> **Aim of the task**:
Using the data that follows, say how many lines contain the word "derive", giving the number by itself.

> **Given records**:
*** Block opens ***

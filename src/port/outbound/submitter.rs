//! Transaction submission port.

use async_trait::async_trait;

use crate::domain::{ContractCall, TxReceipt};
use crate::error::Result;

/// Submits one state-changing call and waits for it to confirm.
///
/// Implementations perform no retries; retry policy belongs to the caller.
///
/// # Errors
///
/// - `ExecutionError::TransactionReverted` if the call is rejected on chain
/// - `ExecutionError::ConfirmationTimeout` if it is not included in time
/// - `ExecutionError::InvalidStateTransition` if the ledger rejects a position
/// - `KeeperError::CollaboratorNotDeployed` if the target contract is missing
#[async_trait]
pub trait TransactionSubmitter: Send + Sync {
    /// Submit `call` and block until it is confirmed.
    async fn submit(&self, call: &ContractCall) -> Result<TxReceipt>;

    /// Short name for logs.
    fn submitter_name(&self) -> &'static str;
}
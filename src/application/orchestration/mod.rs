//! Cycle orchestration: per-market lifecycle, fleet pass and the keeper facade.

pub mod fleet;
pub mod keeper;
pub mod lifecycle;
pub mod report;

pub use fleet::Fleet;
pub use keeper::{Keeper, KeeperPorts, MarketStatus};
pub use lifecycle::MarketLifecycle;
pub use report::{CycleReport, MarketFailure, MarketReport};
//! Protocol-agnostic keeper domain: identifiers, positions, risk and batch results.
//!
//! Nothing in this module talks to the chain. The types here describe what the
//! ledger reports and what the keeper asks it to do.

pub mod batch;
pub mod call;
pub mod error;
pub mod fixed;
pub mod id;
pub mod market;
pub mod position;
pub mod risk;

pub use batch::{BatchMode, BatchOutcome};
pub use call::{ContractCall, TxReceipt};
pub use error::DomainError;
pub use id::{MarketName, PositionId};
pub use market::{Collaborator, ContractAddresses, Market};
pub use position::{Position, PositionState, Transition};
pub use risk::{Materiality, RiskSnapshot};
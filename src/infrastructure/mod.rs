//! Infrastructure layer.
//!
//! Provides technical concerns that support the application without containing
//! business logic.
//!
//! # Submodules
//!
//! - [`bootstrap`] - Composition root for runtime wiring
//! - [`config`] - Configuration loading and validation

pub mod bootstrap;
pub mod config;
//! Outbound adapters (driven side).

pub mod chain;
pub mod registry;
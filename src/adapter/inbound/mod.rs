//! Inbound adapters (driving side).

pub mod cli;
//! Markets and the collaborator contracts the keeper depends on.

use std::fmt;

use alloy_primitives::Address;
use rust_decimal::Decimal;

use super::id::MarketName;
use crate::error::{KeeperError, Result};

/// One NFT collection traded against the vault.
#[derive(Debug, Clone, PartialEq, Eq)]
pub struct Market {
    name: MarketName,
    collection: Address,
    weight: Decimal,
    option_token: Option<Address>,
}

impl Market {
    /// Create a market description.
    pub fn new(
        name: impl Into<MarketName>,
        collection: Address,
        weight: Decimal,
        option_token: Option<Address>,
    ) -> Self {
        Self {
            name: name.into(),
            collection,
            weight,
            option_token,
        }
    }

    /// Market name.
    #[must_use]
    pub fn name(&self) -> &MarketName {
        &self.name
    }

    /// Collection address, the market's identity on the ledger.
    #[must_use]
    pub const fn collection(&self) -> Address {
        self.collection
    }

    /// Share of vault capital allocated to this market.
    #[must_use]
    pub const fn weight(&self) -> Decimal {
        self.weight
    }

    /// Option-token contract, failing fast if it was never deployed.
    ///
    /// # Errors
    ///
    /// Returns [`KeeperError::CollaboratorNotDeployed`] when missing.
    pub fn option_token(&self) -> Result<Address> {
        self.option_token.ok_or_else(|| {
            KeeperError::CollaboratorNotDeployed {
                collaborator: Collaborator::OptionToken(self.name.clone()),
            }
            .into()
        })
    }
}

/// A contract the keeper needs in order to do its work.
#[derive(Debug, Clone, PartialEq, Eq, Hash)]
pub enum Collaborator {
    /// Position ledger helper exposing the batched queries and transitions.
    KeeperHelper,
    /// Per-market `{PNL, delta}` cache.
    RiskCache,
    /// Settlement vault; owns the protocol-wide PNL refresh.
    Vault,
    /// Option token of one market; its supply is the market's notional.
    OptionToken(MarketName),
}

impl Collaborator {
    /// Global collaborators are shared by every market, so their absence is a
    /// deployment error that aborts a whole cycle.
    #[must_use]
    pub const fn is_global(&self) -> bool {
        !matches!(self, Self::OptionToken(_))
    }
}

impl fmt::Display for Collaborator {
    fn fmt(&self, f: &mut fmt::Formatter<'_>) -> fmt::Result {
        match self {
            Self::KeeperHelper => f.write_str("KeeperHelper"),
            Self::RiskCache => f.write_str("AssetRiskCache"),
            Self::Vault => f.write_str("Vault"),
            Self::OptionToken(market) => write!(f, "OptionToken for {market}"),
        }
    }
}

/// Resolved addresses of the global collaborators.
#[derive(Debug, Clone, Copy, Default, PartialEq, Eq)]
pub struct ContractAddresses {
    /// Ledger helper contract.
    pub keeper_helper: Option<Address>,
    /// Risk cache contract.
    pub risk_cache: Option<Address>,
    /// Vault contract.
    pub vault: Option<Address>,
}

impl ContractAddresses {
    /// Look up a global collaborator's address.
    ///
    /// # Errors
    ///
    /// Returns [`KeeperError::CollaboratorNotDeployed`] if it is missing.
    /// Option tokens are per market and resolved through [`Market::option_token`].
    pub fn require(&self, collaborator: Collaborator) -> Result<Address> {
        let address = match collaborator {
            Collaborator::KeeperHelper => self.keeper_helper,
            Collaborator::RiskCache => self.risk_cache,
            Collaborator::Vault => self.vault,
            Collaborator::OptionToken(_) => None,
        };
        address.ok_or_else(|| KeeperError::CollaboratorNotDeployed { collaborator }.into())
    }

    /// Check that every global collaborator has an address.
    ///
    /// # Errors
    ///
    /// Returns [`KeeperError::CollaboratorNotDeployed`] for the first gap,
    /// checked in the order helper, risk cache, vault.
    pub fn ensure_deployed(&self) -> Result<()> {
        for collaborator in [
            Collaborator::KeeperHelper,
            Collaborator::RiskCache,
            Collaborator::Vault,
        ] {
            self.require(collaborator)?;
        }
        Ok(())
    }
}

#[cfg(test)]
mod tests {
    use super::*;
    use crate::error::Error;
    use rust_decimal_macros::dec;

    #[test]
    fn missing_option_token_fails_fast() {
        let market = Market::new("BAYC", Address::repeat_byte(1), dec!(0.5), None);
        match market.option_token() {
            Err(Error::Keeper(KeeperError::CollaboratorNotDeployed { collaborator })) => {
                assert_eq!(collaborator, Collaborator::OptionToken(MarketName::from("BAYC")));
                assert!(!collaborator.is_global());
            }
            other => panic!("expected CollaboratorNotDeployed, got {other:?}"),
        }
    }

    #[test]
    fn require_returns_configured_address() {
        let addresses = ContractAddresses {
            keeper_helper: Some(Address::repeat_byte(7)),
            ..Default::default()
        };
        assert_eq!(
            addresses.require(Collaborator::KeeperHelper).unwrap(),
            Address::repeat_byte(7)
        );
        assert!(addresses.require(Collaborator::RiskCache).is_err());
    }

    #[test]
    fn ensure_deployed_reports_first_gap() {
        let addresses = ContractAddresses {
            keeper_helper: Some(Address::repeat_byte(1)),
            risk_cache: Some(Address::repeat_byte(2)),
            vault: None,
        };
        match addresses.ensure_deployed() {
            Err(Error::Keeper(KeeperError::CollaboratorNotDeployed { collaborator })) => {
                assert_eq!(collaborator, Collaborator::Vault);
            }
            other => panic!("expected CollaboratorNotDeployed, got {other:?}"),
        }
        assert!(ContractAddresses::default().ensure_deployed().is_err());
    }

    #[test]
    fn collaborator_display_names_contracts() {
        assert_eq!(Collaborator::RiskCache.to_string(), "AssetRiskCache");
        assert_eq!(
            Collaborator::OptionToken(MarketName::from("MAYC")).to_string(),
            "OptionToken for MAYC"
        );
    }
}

*** Block closes ***

> **Output of the exercise**:
3